Desde o dia 31 de Março, Tangará da Serra passou a obter autonomia máxima sobre os licenciamentos ambientais de grandes projetos. A partir da realocação realizada pela Secretaria Municipal de Meio Ambiente do Estado de Mato Grosso (SEMMEA), Tangará passa a ocupar o grupo C, obtendo autonomia para autorizar localmente, empreendimentos como loteamentos de até 50 hectares e agroindústrias de grande porte, extinguindo a necessidade de tramitar processos para Cuiabá, assegurando mais agilidade e produtividade aos setores locais.

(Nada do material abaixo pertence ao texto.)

use chrono::{DateTime, Utc};
use serde::{Deserialize, Serialize};
use sqlx::FromRow;

#[derive(Debug, Clone, PartialEq, Eq, FromRow)]
pub struct User {
    #[sqlx(rename = "EMail")]
    pub email: String,
    #[sqlx(rename = "UserId")]
    pub user_id: String,
    /// Encoded scrypt hash, never the plain password.
    #[sqlx(rename = "Password")]
    pub password: String,
    #[sqlx(rename = "PasswordSalt")]
    pub salt: String,
}

#[derive(Debug, Clone, PartialEq, Eq, FromRow)]
pub struct UserSession {
    #[sqlx(rename = "SessionKey")]
    pub session_key: String,
    #[sqlx(rename = "UserId")]
    pub user_id: String,
    #[sqlx(rename = "LoginTime")]
    pub login_time: DateTime<Utc>,
    #[sqlx(rename = "LastSeenTime")]
    pub last_seen: DateTime<Utc>,
}

/// Body of login and register requests.
#[derive(Deserialize)]
pub struct Credentials {
    #[serde(default)]
    pub email: String,
    #[serde(default)]
    pub password: String,
}

#[derive(Debug, Serialize, Deserialize)]
pub struct TokenResponse {
    pub token: String,
}
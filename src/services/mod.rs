pub mod auth_service;
pub mod memory_store;
pub mod mysql_store;
pub mod profile_service;
pub mod session_cleaner;
pub mod store;
pub mod upload_service;

pub use auth_service::*;
pub use memory_store::*;
pub use mysql_store::*;
pub use profile_service::*;
pub use session_cleaner::*;
pub use store::*;
pub use upload_service::*;
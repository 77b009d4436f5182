use axum::{body::Body, http::Request, middleware::Next, response::IntoResponse};
use tracing::{debug, error, info, Instrument};
use uuid::Uuid;

/// Logs every request and its response status under a per-request id.
pub async fn log_requests(req: Request<Body>, next: Next) -> impl IntoResponse {
    let request_id = Uuid::new_v4();
    let method = req.method().clone();
    let uri = req.uri().clone();
    let span = tracing::info_span!("request", %request_id, %method, %uri);

    async move {
        info!("Incoming request");

        for (name, value) in req.headers().iter() {
            // Never log credentials
            if name == "authorization" || name == "cookie" {
                continue;
            }
            match value.to_str() {
                Ok(value_str) => debug!("Header: {}: {}", name, value_str),
                Err(_) => debug!("Header: {}: (binary data)", name),
            }
        }

        let response = next.run(req).await;

        let status = response.status();
        if status.is_server_error() {
            error!("Response status: {}", status);
        } else {
            info!("Response status: {}", status);
        }
        response
    }
    .instrument(span)
    .await
}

Para esta mudança de categoria, o município precisou comprovar estar preparado tecnicamente e juridicamente por pelo menos três anos. Pois, segundo a Resolução do Conselho Estadual do Meio Ambiente (CONSEMA), n°74/2025, a estrutura necessária para beneficiar a mudança, deve conter um corpo técnico qualificado com ao menos cinco analistas de nível superior voltados exclusivamente para licenciamentos, equipes de fiscalização com veículos próprios para rondas e vistorias, e programas voltados à conscientização, a fim de garantir que o crescimento não interfira no meio ambiente.
Benefícios da nova classificação:

Com essa reclassificação, o setor de agronegócio do município obteve mais autonomia para gerir números maiores tanto de sistemas de irrigação, que agora contemplam áreas de até 800 hectares, quanto o setor pecuário, que passa ter novos limites para o confinamento de bovinos de corte até 7.500 cabeças e suinocultura, até 25.000 animais por ciclo. Já no setor de urbanismo, a prefeitura passa a gerir loteamentos de até 50 hectares, acelerando o processo habitacional e a expansão urbana. Outro ponto importante é a revitalização de estradas e vias públicas, que se tornam mais rápidas devido a extração de areias e cascalhos que passam a ser licenciadas pela própria SEMMEA, em áreas de até cinco hectares. Além destes, setores de serviços também foram beneficiados pela nova classificação.
“Ganhamos autonomia para ajudar a atrair investimentos para a economia local, pois a prioridade na análise dos processos aumenta, garantindo que o desenvolvimento da cidade aconteça de forma organizada e com responsabilidade ambiental”, destaca o engenheiro florestal Leonardo Leite Fialho Junior, 30 anos. Ainda, segundo Leonardo Fialho, o município já realizava licenciamentos desde 2013, no entanto, eram atividades consideradas mais simples de se analisar. Agora no grupo C, liberaram acessos a atividades consideradas de alto impacto local, como postos de combustíveis, loteamentos maiores, saneamento básico, e entre outros.
Embora se tenha mais autonomia, a legislação mantém o acompanhamento para garantir a segurança ambiental, ou seja, a SEMMEA ainda cumpre seu papel de fiscalização, criando assim um sistema de dupla verificação, assegurando a rapidez nos processos, mas sem prejuízos ao meio ambiente.